R.W.: Yeah, absolutely. I think it has to happen on many levels. People who own property and the real estate folks who are coming in and building condos and apartment complexes, I would hope would be mindful of who’s already there and who can afford these places. And there are a lot of families in Northeast Portland, and I’m noticing that a lot of the new things that are built are for single people, so just the way that the city is deciding what is built in North and Northeast Portland show what they care about. How do we create things that are conducive for families?
In the book there’s a scene where Maya realizes that people are just trying to make a living and people are just trying to live in a nice area, so she takes the first step to go to one of the businesses and say, ‘Hey, we’re a high school in your neighborhood, is there any way we can partner with you?’ So I think there are ways that businesses can help with local schools and com-munity organizations and make decisions that make sense for the neighborhood.
S.H.: As an educator who uses creative writing to help youth cope with trauma, what are ways that we can teach youth about tragedies like the ones in Ferguson and Staten Island?
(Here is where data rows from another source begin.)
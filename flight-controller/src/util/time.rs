use std::time::Instant;

use once_cell::sync::Lazy;

static PROCESS_START: Lazy<Instant> = Lazy::new(Instant::now);

/// Instant of the first call, made by the logger when it is installed.
pub fn process_start() -> Instant {
    *PROCESS_START
}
R.W.: I always say poetry can hold your emotions, it can hold anger and sadness, it can hold your questions, and I think it’s a good outlet for young people to have structure to put to what they’re feeling and thinking. So I encourage educators to have students write about what happened. I’ve also known some visual artists lately who have young people take clippings about Ferguson and create a collage. I hope educators are not shying away from these difficult conversations.
For poets, Aracelis Girmay is one I have used in the classroom before. Her poetry is talking a lot about what is happening now, what happened in the past and what will happen in the future. I think young people need to be part of that conversation and art is a powerful way to do that.
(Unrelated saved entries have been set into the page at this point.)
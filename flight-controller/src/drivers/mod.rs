pub mod navboard;
use std::time::Duration;

use shared_definitions::{controller::Placement, motorboard::MOTOR_COUNT};

use super::pid::PID;
use crate::config::store::ControllerConfig;

/// Turns placement errors into four motor speeds for an X-configuration
/// quadcopter.
///
/// The common throttle never exceeds `1 - rotation_band` and every motor's
/// correction stays within `[0, rotation_band]`, so the outputs remain valid
/// speed fractions under any combination of corrections.
pub struct AttitudeMixer {
    rotation_band: f64,
    throttle_hover: f64,
    throttle_min: f64,
    pitch: PID,
    roll: PID,
    yaw: PID,
    altitude: PID,
}

impl AttitudeMixer {
    pub fn new(config: &ControllerConfig) -> Self {
        AttitudeMixer {
            rotation_band: config.rotation_band,
            throttle_hover: config.throttle_hover,
            throttle_min: config.throttle_min,
            pitch: PID::from_gains(&config.pitch),
            roll: PID::from_gains(&config.roll),
            yaw: PID::from_gains(&config.yaw),
            altitude: PID::from_gains(&config.altitude),
        }
    }

    pub fn control(
        &mut self,
        actual: Placement,
        desired: Placement,
        dt: Duration,
    ) -> [f64; MOTOR_COUNT] {
        let pitch_out = self.pitch.update(actual.pitch, desired.pitch, dt);
        let roll_out = self.roll.update(actual.roll, desired.roll, dt);
        let yaw_out = self.yaw.update(actual.yaw, desired.yaw, dt);
        let altitude_out = self.altitude.update(actual.altitude, desired.altitude, dt);

        let throttle = self
            .throttle_min
            .max((1.0 - self.rotation_band).min(self.throttle_min + altitude_out));
        let band = self.rotation_band;

        [
            throttle + clip_band(roll_out + pitch_out + yaw_out, band),
            throttle + clip_band(-roll_out + pitch_out - yaw_out, band),
            throttle + clip_band(-roll_out - pitch_out + yaw_out, band),
            throttle + clip_band(roll_out - pitch_out - yaw_out, band),
        ]
    }

    pub fn throttle_hover(&self) -> f64 {
        self.throttle_hover
    }

    pub fn rotation_band(&self) -> f64 {
        self.rotation_band
    }

    pub fn reset(&mut self) {
        self.pitch.reset();
        self.roll.reset();
        self.yaw.reset();
        self.altitude.reset();
    }
}

fn clip_band(value: f64, band: f64) -> f64 {
    band / 2.0 + clip(value, band / 2.0)
}

fn clip(value: f64, max: f64) -> f64 {
    value.min(max).max(-max)
}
S.H.: Is there anything else you want to share, about the book, your work, or your thoughts on gentrification?
R.W.: People always ask me, which one are you? And I think I’m both of the twins. I very much identify with Maya and Nikki. I love Portland and there are so many good things about my experience growing up here as a child, but there are some things that were painful and difficult along the lines of race and class that I dealt with, and I never got to really talk about those things until I was older. So I’m hoping that conversations are started from this book, that people don’t shy away from letting young people express how they’re feeling, especially young people of color, to have a space where they can talk about this stuff.
S.H.: You said that as a kid you didn’t get the opportunity to talk about your experience of race and class. Why do you think kids aren’t given the space to talk about these issues?
R.W.: I think there are a lot of reasons. There are some very practical reasons, especially when you’re talking about school where there’s not a long time of time to talk about what kids think, what they talk about. There’s also a lot of fear: “What if I make the kid upset, what if a kid cries?” And I don’t think those concerns shouldn’t be had. I don’t want to come across that it doesn’t matter, because it does. So I do think there should be support, I’m not just saying go out there and do it, but I do think we should figure out how to do it.
I also think that as adults, sometimes we feel we don’t want people to have to deal with that yet, that, “Oh, they’re so young, they don’t realize what’s going on, we don’t want to put that on them.” But I really do think that young people are aware, they know what’s going on, they just don’t have the language (to express it). They understand concepts of fairness and sharing and cooperation. They understand on a very basic level what it means to be nice and what it means to listen. So I just think if we learn to talk in kid-friendly language, there’s a way to do it, to be successful at it.